My thoughts exactly, as posted by Trave Mamone on his By Any Means FreeThought blog . . . . The Pros and Cons of Antitheism

So does that make me an antitheist? I don’t know, and I really don’t care. . . . I just do whatever I can to make the world a less shitty place. Sometimes it includes calling out religion’s bullshit, and sometimes it’s working with a religious person for a common goal. Sometimes it’s having conversations with people who disagree with me, and sometimes it’s telling them they’re full of shit. Make of it what you will.

Excerpts

When I first became an atheist . . . . . After seeing so many angry atheist trolls online, I didn’t want to join their camp. Plus, shortly before deconverting, I was (loosely) involved with the liberal Christian scene, so I knew not all Christians were fundamentalists.

. . . There is literally no need for religion in the 21st century. That doesn’t mean religious people are fools; most of them just don’t know you can have a fulfilling life without a god.

. . . even though I’m happy to work with progressive believers for secular social justice work, progressive religion still has a lot of fucked up theology. . .  I’ve seen way too many progressive Christians turn it into another form of shame.

. . . So does that make me an antitheist? I don’t know, and I really don’t care. I find labels like “antitheist, “faitheist,” “firebrand,” and “diplomat” to be superficial. I just do whatever I can to make the world a less shitty place. Sometimes it includes calling out religion’s bullshit, and sometimes it’s working with a religious person for a common goal. Sometimes it’s having conversations with people who disagree with me, and sometimes it’s telling them they’re full of shit. Make of it what you will.

 

 

24 Comments

  • Tige Gibson
    2017-01-05 02:53:26 UTC - 02:53 | Permalink

    Your ellipsis cut out the reason for the shame (parable of sheep and goats).

    Looking at the original post, the thing about that is how it upholds morality from the reference frame of God. It still doesn’t matter to liberal Christians that anyone suffers, suffering is only circumstantial.

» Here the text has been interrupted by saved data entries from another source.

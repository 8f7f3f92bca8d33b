//! Bluetooth Low Energy input transport.
//!
//! This module drives the Nordic SoftDevice S140 in **Central** role:
//!
//! 1. **Scanner** - finds the first peripheral advertising the
//!    HID-over-GATT Profile (HOGP).
//! 2. **Link** - connects, secures the link (RAM-only bonding) and keeps
//!    reconnecting after drops.
//! 3. **HID Client** - discovers the HID service, requests boot protocol
//!    and forwards every report notification to the input task.
//!
//! Advertising-data parsing lives in the library
//! (`hidterm::ble::adv_parser`) so it can be tested on the host.

pub mod hid_client;
pub mod link;
pub mod scanner;

use defmt::Format;
use embassy_sync::blocking_mutex::raw::CriticalSectionRawMutex;
use embassy_sync::channel::Sender;
use heapless::String;
use hidterm::config::REPORT_CHANNEL_DEPTH;
use hidterm::hid::HidReport;
use nrf_softdevice::ble::Address;

/// Producer side of the report channel feeding the input task.
pub type ReportSender = Sender<'static, CriticalSectionRawMutex, HidReport, REPORT_CHANNEL_DEPTH>;

/// The peripheral picked by the scanner.
#[derive(Clone, Format)]
pub struct DiscoveredDevice {
    /// BLE address.
    pub address: Address,
    /// Human-readable name (truncated to 32 bytes for `heapless::String`).
    pub name: String<32>,
    /// Received Signal Strength Indicator (dBm).
    pub rssi: i8,
}
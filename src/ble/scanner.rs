//! BLE GAP scanner - finds one HID peripheral.
//!
//! Uses the SoftDevice Central-role scanning API.  The first
//! advertisement carrying the HID Service UUID (0x1812) ends the scan.

use defmt::{info, warn};
use heapless::String;
use hidterm::ble::adv_parser::{is_hid_peripheral, local_name};
use hidterm::config::BLE_SCAN_TIMEOUT;
use hidterm::BleError;
use nrf_softdevice::ble::{central, Address};
use nrf_softdevice::Softdevice;

use crate::ble::DiscoveredDevice;

/// Scan until a HID peripheral shows up or `BLE_SCAN_TIMEOUT` elapses.
pub async fn find_hid_peripheral(sd: &Softdevice) -> Result<DiscoveredDevice, BleError> {
    info!("BLE scan starting");

    let config = central::ScanConfig {
        // Active scan to retrieve scan-response data (device names).
        active: true,
        timeout: BLE_SCAN_TIMEOUT,
        ..Default::default()
    };

    let result = central::scan(sd, &config, |params| {
        // SAFETY: the SoftDevice guarantees `p_data` points at `len` valid
        // bytes for the duration of the callback.
        let data =
            unsafe { core::slice::from_raw_parts(params.data.p_data, params.data.len as usize) };

        if !is_hid_peripheral(data) {
            return None;
        }
        Some(DiscoveredDevice {
            address: Address::from_raw(params.peer_addr),
            name: local_name(data).unwrap_or_else(|| {
                let mut s = String::new();
                let _ = s.push_str("Unknown");
                s
            }),
            rssi: params.rssi,
        })
    })
    .await;

    match result {
        Ok(device) => {
            info!("Found: {} (RSSI {})", device.name.as_str(), device.rssi);
            Ok(device)
        }
        Err(e) => {
            warn!("BLE scan ended without a HID peripheral: {}", e);
            Err(BleError::ScanFailed)
        }
    }
}
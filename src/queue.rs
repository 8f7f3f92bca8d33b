//! Bounded event queues between the decoders and the application loop.
//!
//! A fixed-capacity FIFO ring built on `heapless::Deque`.  Pushing to a
//! full queue never blocks and never grows the buffer: the item is handed
//! back to the caller and counted as dropped.
//!
//! The queue holds no lock.  Producer and consumer are expected to run on
//! the same executor; if one of them moves to an interrupt context the
//! caller must switch to a split SPSC queue (`heapless::spsc::Queue`).

use crate::config::{KEY_QUEUE_CAPACITY, MOUSE_QUEUE_CAPACITY};
use crate::mouse::MouseEvent;
use heapless::Deque;

/// Queue of decoded terminal output codes.
pub type KeyQueue = EventQueue<u16, KEY_QUEUE_CAPACITY>;

/// Queue of raw mouse deltas.
pub type MouseQueue = EventQueue<MouseEvent, MOUSE_QUEUE_CAPACITY>;

/// Fixed-capacity FIFO with drop-on-full semantics.
pub struct EventQueue<T, const N: usize> {
    items: Deque<T, N>,
    dropped: u32,
}

impl<T, const N: usize> EventQueue<T, N> {
    /// Create an empty queue.
    pub const fn new() -> Self {
        Self {
            items: Deque::new(),
            dropped: 0,
        }
    }

    /// Append `item` at the tail.
    ///
    /// Returns the item back when the queue is full; the caller decides
    /// whether to log it, the queue only counts it.
    pub fn push(&mut self, item: T) -> Result<(), T> {
        let result = self.items.push_back(item);
        if result.is_err() {
            self.dropped = self.dropped.saturating_add(1);
        }
        result
    }

    /// Remove the item at the head, if any.
    pub fn pop(&mut self) -> Option<T> {
        self.items.pop_front()
    }

    /// The item at the head, without removing it.
    pub fn peek(&self) -> Option<&T> {
        self.items.front()
    }

    pub fn is_empty(&self) -> bool {
        self.items.is_empty()
    }

    pub fn is_full(&self) -> bool {
        self.items.is_full()
    }

    pub fn len(&self) -> usize {
        self.items.len()
    }

    pub const fn capacity(&self) -> usize {
        N
    }

    /// Number of pushes rejected since creation (saturating).
    pub fn dropped(&self) -> u32 {
        self.dropped
    }

    /// Iterate head to tail without consuming anything.
    pub fn iter(&self) -> impl Iterator<Item = &T> {
        self.items.iter()
    }

    /// Discard every queued item.
    pub fn clear(&mut self) {
        self.items.clear();
    }
}

impl<T: core::fmt::Debug, const N: usize> EventQueue<T, N> {
    /// Log the queue contents head to tail (diagnostics only).
    pub fn dump(&self) {
        if self.is_empty() {
            return;
        }
        debug!("queue: {} queued, {} dropped", self.len(), self.dropped);
        for (_index, _item) in self.iter().enumerate() {
            #[cfg(feature = "defmt")]
            defmt::debug!("  [{}] {}", _index, defmt::Debug2Format(_item));
        }
    }
}

impl<T, const N: usize> Default for EventQueue<T, N> {
    fn default() -> Self {
        Self::new()
    }
}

    If you can take the first step of not caring what people with no morals call you, you can move up to not caring what anything calls you and recognize offendedness as the most popular weapon of amoral people.

    • Neil Godfrey
      2017-01-05 08:22:05 UTC - 08:22 | Permalink

      Not all “liberal Christians” feel that way, despite the logic of their belief-system as perceived by outsiders – that’s how I see them anyway. The best Christians are those who don’t take their church’s teaching too seriously or who clever/free-wheeling enough to rationalize their natural feelings with some sort of theological perspective.

      • Tige Gibson
        2017-01-05 17:14:41 UTC - 17:14 | Permalink

        When we say that a Christian is “liberal” or “conservative” we’re talking about the socioeconomic political division in the general population, but this isn’t the root of the division and it may not be apparent if you don’t seem to have a problem with liberal Christians or people of other religions.

        Jesus taught some liberal things and it’s liberal Christians and non-Christians politically supporting those, while conservative Christians ignore this major aspect of Jesus. The Bible by and large teaches an awful lot of tribal/barbaric (“conservative”) things, considering how small the NT is, liberal Christians ignore much more than conservatives do with a disclaimer that they take the “primitive” stuff with a grain of salt (this is actually the needle in a haystack problem interpreted backwards, to be brutal, they’re the sort of people who praise shit for having nuts in it), yet conservatives use the exact same claim for their selective bigotry using the nonsensical disclaimer “new covenant”.

        But there’s a third aspect, that the Bible teaches a lot of unscientific and anti-scientific magical nonsense as well as obviously unhistorical falsehoods and while liberal Christians tend to side with science they can’t ever be committed to it on any level, they’re just in it for socioeconomic reasons. The bottom line is there is no religion at all without magic. Not even Buddhism which was a popular hideout for people who didn’t want to say they were atheists.

        But furthermore if you look seriously at real liberal churches and other religious groups which are attended by minorities, you actually see a lot of the same bigotry and anti-science. These churches exist for people who are not white (or straight for those few LGBTQ churches) to air the bigotry and antiscience views they share with straight white=conservative churches that don’t welcome them just because they aren’t white. A mosque or black church is politically liberal because conservatives hate them, but their population is mostly socially conservative and antiscience.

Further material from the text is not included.